- WHAT YOU HAVE TO DO:
Pull out each line of the data that includes the word "values".

Collected data
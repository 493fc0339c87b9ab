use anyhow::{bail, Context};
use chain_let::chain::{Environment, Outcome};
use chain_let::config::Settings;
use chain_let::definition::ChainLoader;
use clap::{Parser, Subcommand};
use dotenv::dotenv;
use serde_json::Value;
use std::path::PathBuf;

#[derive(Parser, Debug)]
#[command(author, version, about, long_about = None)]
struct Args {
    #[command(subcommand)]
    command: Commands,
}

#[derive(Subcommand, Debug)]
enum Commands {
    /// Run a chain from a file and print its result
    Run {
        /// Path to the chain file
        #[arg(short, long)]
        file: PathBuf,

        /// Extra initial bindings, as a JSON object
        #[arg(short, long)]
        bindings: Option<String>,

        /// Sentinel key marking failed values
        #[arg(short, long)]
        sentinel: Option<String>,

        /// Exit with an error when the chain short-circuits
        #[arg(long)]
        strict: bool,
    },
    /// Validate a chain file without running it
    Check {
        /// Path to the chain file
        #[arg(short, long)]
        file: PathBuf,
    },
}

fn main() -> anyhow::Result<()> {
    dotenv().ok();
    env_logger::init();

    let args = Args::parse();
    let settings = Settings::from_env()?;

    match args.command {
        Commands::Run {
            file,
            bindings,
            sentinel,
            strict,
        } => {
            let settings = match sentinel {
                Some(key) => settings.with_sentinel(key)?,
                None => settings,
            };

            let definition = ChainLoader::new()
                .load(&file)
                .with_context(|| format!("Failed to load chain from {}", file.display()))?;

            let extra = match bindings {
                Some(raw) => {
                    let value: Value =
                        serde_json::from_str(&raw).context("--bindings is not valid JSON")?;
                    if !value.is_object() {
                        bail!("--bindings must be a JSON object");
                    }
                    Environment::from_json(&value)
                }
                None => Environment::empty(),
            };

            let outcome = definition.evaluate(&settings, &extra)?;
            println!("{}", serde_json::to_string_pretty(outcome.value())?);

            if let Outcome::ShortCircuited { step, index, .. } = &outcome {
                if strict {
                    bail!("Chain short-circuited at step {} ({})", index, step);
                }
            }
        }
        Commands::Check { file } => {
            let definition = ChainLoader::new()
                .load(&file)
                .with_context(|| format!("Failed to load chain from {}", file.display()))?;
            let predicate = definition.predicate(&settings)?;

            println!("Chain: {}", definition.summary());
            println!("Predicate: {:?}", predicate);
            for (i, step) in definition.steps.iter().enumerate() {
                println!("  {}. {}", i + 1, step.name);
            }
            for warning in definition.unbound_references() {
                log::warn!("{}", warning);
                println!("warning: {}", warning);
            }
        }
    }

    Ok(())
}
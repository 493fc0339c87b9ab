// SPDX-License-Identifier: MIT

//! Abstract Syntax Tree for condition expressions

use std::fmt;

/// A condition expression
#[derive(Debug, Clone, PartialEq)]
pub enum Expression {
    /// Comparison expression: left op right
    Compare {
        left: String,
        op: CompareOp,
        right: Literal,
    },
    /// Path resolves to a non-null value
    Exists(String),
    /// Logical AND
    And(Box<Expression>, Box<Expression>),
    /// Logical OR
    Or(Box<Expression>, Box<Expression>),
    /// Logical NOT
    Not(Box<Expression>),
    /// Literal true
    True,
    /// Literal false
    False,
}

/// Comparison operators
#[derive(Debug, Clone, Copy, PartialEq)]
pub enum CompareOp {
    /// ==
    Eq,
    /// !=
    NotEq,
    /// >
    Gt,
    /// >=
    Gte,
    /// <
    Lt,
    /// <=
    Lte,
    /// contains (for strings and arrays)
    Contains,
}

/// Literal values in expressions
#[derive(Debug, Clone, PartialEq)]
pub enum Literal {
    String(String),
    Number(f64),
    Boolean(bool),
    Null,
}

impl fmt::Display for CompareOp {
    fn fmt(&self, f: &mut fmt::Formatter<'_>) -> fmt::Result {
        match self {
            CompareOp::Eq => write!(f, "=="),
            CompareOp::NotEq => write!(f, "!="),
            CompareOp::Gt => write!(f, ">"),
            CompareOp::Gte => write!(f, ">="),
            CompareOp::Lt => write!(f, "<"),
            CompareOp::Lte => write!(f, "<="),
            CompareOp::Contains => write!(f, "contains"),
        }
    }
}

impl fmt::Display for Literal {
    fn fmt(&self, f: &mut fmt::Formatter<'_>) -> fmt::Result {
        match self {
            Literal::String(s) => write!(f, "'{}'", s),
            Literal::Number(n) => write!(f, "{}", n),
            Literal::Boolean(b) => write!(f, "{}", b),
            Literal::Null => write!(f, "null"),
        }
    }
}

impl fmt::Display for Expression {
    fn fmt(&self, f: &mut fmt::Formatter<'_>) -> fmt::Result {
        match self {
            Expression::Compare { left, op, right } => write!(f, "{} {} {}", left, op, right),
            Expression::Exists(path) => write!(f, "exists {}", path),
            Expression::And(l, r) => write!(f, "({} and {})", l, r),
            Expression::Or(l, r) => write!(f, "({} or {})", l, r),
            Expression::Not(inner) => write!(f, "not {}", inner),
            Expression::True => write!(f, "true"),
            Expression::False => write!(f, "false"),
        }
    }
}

- OUTPUT BELOW:
        /// Sentinel key marking failed values
/// Literal values in expressions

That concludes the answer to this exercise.